If there is progressive or liberal talent toiling away in the minor leagues of broadcasting right now, trust me, someone at MSNBC will find them. (Yeah, like her.)

Final point: Donahue was given six months to make it work at MSNBC. His polar opposite, right-wing commentator and sometime Senate candidate Alan Keyes, got 23 weeks on MSNBC before his show, "Alan Keyes Is Making Sense," was cancelled. (As Phil Griffin noted to me last year, if you have to tell people that you're making sense ...) That was MSNBC back then. Andrew Tyndall, the industry expert on TV news, observed at the time, "If it's not working in a few months, they cancel it and move on to something else." Now that it's tasted success, MSNBC has time to grow talent, as Maddow's development proves.

Myth #4. MSNBC isn't even that left-wing; that's a lie spun by the RNC to force MSNBC over to the right.

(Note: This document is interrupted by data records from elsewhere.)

#[cfg(test)]
mod tests {
    use super::*;
    use approx::assert_relative_eq;

    const QUAD: &str = "\
# a unit quad
mtllib quad.mtl
v 0 0 0
v 1 0 0
v 1 1 0
v 0 1 0
vt 0 0
vt 1 0
vt 1 1
vt 0 1
vn 0 0 1
usemtl red
f 1/1/1 2/2/1 3/3/1 4/4/1
";

    const MTL: &str = "\
newmtl red
Ka 0.1 0 0
Kd 1 0 0
illum 2
newmtl blue
Kd 0 0 1
Ks 0.5 0.5 0.5
";

    #[test]
    fn test_parse_materials() {
        let materials = parse_materials(MTL).unwrap();
        assert_eq!(materials.len(), 2);
        assert_eq!(materials[0].name, "red");
        assert_eq!(materials[0].ambient, Vector3::new(0.1, 0.0, 0.0));
        assert_eq!(materials[0].diffuse, Vector3::new(1.0, 0.0, 0.0));
        assert_eq!(materials[0].specular, Vector3::zeros());
        assert_eq!(materials[1].name, "blue");
        assert_eq!(materials[1].ambient, Vector3::zeros());
        assert_eq!(materials[1].specular, Vector3::new(0.5, 0.5, 0.5));
    }

    #[test]
    fn test_unnamed_material() {
        let materials = parse_materials("newmtl\nKd 0.5 0.5 0.5\n").unwrap();
        assert_eq!(materials[0].name, "(unnamed)");
        assert_eq!(materials[0].diffuse, Vector3::new(0.5, 0.5, 0.5));
    }

    #[test]
    fn test_single_triangle() {
        let obj = "v 0 0 0\nv 1 0 0\nv 0 1 0\nf 1 2 3\n";
        let mesh = parse_mesh(obj, "", 1.0).unwrap();
        assert_eq!(mesh.indices, vec![0, 1, 2]);
        assert_eq!(mesh.vertices.len(), 3);
        assert_eq!(mesh.submeshes.len(), 1);
        assert_eq!(mesh.submeshes[0].material, None);
        // no vn: normals are generated
        for vertex in &mesh.vertices {
            assert_relative_eq!(vertex.normal, Vector3::z(), epsilon = 1e-6);
        }
    }

    #[test]
    fn test_missing_normals_before_generation() {
        let mut builder = MeshBuilder::new(Vec::new(), 1.0);
        builder.positions = vec![Vector3::zeros(), Vector3::x(), Vector3::y()];
        let corners: Vec<Corner> = (1..=3)
            .map(|i| Corner { position: i, uv: None, normal: None })
            .collect();
        builder.add_face(&corners, 1).unwrap();
        assert!(builder.mesh.vertices.iter().all(|v| v.normal == Vector3::zeros()));

        let mesh = builder.finish();
        assert!(mesh.vertices.iter().all(|v| v.normal.norm() > 0.99));
    }

    #[test]
    fn test_fan_triangulation_and_welding() {
        let mesh = parse_mesh(QUAD, MTL, 1.0).unwrap();
        assert_eq!(mesh.indices, vec![0, 1, 2, 0, 2, 3]);
        assert_eq!(mesh.vertices.len(), 4);
        assert_eq!(mesh.vertices[2].u, 1.0);
        assert_eq!(mesh.vertices[2].v, 1.0);
        // authored normals are kept when every vertex has one
        assert!(mesh.vertices.iter().all(|v| v.normal == Vector3::z()));
        assert_eq!(
            mesh.submeshes,
            vec![Submesh { material: Some(0), index_offset: 0, index_count: 6 }]
        );
    }

    #[test]
    fn test_pentagon_fan() {
        let obj = "v 0 0 0\nv 1 0 0\nv 2 1 0\nv 1 2 0\nv 0 1 0\nf 1 2 3 4 5\n";
        let mesh = parse_mesh(obj, "", 1.0).unwrap();
        assert_eq!(mesh.indices, vec![0, 1, 2, 0, 2, 3, 0, 3, 4]);
    }

    #[test]
    fn test_vertex_count_matches_distinct_keys() {
        let obj = "\
v 0 0 0
v 1 0 0
v 1 1 0
v 0 1 0
vt 0 0
vt 1 1
vn 0 0 1
vn 0 0 -1
f 1/1/1 2/1/1 3/1/1
f 1/1/1 3/1/1 4/1/1
f 1/2/2 3/2/2 4//2
";
        let mesh = parse_mesh(obj, "", 1.0).unwrap();
        // 1/1/1 2/1/1 3/1/1 4/1/1 1/2/2 3/2/2 4//2
        assert_eq!(mesh.vertices.len(), 7);
        assert_eq!(mesh.indices.len(), 9);
    }

    #[test]
    fn test_negative_indices() {
        let obj = "v 0 0 0\nv 1 0 0\nv 2 0 0\nv 3 0 0\nv 4 0 0\nf -1 -2 -3\n";
        let mesh = parse_mesh(obj, "", 1.0).unwrap();
        let xs: Vec<f32> = mesh.vertices.iter().map(|v| v.position.x).collect();
        assert_eq!(xs, vec![4.0, 3.0, 2.0]);

        assert_eq!(resolve_index(-1, 5, 1), Ok(4));
        assert_eq!(resolve_index(-3, 5, 1), Ok(2));
        assert_eq!(resolve_index(2, 5, 1), Ok(1));
    }

    #[test]
    fn test_zero_index_fails() {
        let obj = "v 0 0 0\nv 1 0 0\nv 0 1 0\n\nf 0 1 2\n";
        assert_eq!(parse_mesh(obj, "", 1.0), Err(MeshError::ZeroIndex { line: 5 }));

        let obj = "v 0 0 0\nv 1 0 0\nv 0 1 0\nvt 0 0\nf 1/0 2/1 3/1\n";
        assert!(matches!(parse_mesh(obj, "", 1.0), Err(MeshError::ZeroIndex { .. })));
    }

    #[test]
    fn test_malformed_lines() {
        let err = parse_mesh("v 0 zero 0\n", "", 1.0).unwrap_err();
        assert_eq!(err, MeshError::Malformed { line: 1, directive: "v".to_string() });

        assert!(parse_mesh("v 0 0 0\nf 1 x 2\n", "", 1.0).is_err());
        assert!(parse_materials("newmtl a\nKd 1 1\n").is_err());
    }

    #[test]
    fn test_scale_applied() {
        let obj = "v 1 2 3\nv 0 0 0\nv 0 1 0\nf 1 2 3\n";
        let mesh = parse_mesh(obj, "", 2.5).unwrap();
        assert_eq!(mesh.vertices[0].position, Vector3::new(2.5, 5.0, 7.5));
    }

    #[test]
    fn test_submesh_runs() {
        let obj = "\
v 0 0 0
v 1 0 0
v 0 1 0
usemtl red
f 1 2 3
usemtl red
f 1 2 3
usemtl blue
f 3 2 1
usemtl missing
f 1 3 2
";
        let mesh = parse_mesh(obj, MTL, 1.0).unwrap();
        assert_eq!(
            mesh.submeshes,
            vec![
                Submesh { material: Some(0), index_offset: 0, index_count: 6 },
                Submesh { material: Some(1), index_offset: 6, index_count: 3 },
                Submesh { material: None, index_offset: 9, index_count: 3 },
            ]
        );
    }

    #[test]
    fn test_out_of_range_reference_uses_defaults() {
        let obj = "v 1 1 1\nv 1 0 0\nv 0 1 0\nf 1 2 3/9\n";
        let mesh = parse_mesh(obj, "", 1.0).unwrap();
        assert_eq!(mesh.vertices[2].u, 0.0);
        assert_eq!(mesh.vertices.len(), 3);
    }

    #[test]
    fn test_short_faces_skipped() {
        let mesh = parse_mesh("v 0 0 0\nv 1 0 0\nf 1 2\n", "", 1.0).unwrap();
        assert!(mesh.indices.is_empty());
        assert!(mesh.submeshes.is_empty());
    }

    #[test]
    fn test_import_is_deterministic() {
        let a = build_vertices_and_indices(QUAD, MTL, 1.0).unwrap();
        let b = build_vertices_and_indices(QUAD, MTL, 1.0).unwrap();
        assert_eq!(a, b);
    }
}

Here is an actual email I received this week: "So let me see if I understand this-- Scarborough is a rightie. Buchanan is an ultra-rightie. David Gregory is center-right. Andrea Mitchell is center-right. Chuck Todd-- pretty fair, but his wife is a rightie. Michelle Bernard from the Independent Women's Forum (a right wing group and not independent at all), is center-right. And I could go on. So how have the righties been so successful at framing MSNBC as liberal?"

Again, this conclusion is what happens when you fail to grasp the culture clash going on at MSNBC. Andrea Mitchell, David Gregory and Chuck Todd all work in the Washington bureau of NBC News. If they are doing their jobs, their political affiliations are unimportant.

I'm not arguing that MSNBC can't be a counterpoint to Fox News Channel. I'm not saying that no criticism of MSNBC is disingenuous or hypocritical. I'm saying that if MSNBC wants to take on the Republican Party and Fox News, they will have to do it on terms that don't cause needless troubles for NBC News, because those will have repercussions that have nothing to do with some "right wing double standard" and everything to do with MSNBC's desire to share resources with a powerful member of the mainstream news establishment.

If MSNBC truly wants to be the anti-Fox News, no compromises, then let it break ties with NBC and start from scratch. I'm sure the kids at Current TV will be happy to work for cheap.

Myth #5. This is a way of silencing Olbermann.

From the moment that MSNBC president Phil Griffin decided to showcase Olbermann and Matthews, last weekend's reversal was probably inevitable. The fact that the two anchors (aka Statler and Waldorf, thank you "Daily Show") quarreled on the air with each other and other MSNBC talent simply accelerated the move.

I think it's impossible to view the on-air sniping as anything but a sign of the tensions created by having two commentators in the role traditionally set aside for non-commentators. Olbermann's role at MSNBC, like Geraldo's old role at CNBC, has disturbed the NBC news culture, as evidenced in the unattributed remarks that leaked out of 30 Rock.

But the most obvious reason to make the change is that it was obvious Olbermann should be wearing one hat, not two. I know the left is treating this like a demotion, but in reality it's a reassignment that will help him and MSNBC in the long run. He will be able to sit to Gregory's left and dole out his usual mix of tough commentary and acerbic analysis of the news without worrying about playing traffic cop. And by the way, it didn't hurt MSNBC in the short run, either: The base has been excited, as they say, and Maddow's debut actually beat "Larry King Live" its first night out.